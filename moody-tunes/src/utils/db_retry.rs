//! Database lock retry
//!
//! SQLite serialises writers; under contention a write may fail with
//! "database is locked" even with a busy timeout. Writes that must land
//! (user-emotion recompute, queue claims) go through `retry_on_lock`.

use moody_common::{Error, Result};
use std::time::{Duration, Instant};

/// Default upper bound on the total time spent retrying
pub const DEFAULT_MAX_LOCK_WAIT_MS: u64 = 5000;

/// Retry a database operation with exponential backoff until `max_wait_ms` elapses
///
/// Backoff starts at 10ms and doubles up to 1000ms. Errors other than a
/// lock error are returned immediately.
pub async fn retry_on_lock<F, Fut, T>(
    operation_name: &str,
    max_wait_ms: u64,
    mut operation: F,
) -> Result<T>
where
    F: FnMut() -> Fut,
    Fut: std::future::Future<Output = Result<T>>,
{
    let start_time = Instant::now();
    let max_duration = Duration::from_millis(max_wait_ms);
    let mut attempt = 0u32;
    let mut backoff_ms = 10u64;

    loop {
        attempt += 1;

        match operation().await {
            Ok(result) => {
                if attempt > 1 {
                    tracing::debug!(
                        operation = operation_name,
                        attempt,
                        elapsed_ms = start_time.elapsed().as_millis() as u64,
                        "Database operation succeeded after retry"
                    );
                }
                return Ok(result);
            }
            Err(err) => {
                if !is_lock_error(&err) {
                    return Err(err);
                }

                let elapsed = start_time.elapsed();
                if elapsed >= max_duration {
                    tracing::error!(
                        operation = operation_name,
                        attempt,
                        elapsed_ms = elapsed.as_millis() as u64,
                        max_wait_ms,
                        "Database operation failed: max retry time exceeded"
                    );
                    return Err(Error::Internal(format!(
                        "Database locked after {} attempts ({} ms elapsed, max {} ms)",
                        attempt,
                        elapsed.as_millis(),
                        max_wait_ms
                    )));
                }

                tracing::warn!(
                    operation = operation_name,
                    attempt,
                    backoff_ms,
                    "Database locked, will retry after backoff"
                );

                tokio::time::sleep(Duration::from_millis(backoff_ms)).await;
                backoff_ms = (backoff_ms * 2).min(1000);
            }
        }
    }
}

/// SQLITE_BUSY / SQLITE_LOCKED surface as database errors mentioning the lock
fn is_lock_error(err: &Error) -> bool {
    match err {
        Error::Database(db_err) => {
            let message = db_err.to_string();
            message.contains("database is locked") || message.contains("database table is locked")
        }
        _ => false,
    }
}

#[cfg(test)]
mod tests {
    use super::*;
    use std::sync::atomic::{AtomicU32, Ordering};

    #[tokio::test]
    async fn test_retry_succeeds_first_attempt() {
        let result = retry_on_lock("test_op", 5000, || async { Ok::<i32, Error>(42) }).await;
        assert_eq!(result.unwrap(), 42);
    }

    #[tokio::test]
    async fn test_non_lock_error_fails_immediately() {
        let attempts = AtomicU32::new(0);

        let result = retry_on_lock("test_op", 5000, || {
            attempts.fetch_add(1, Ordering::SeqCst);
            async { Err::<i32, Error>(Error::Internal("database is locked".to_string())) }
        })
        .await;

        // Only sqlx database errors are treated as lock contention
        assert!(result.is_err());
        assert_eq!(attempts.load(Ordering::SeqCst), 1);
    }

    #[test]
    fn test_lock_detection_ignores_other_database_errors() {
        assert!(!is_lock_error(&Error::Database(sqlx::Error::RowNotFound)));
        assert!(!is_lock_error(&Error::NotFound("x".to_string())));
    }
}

+---+

▶ [Task to carry out] Return a copy of each line in the records above that has "message" in it.

▶ [Written reply]
            let message = db_err.to_string();
            message.contains("database is locked") || message.contains("database table is locked")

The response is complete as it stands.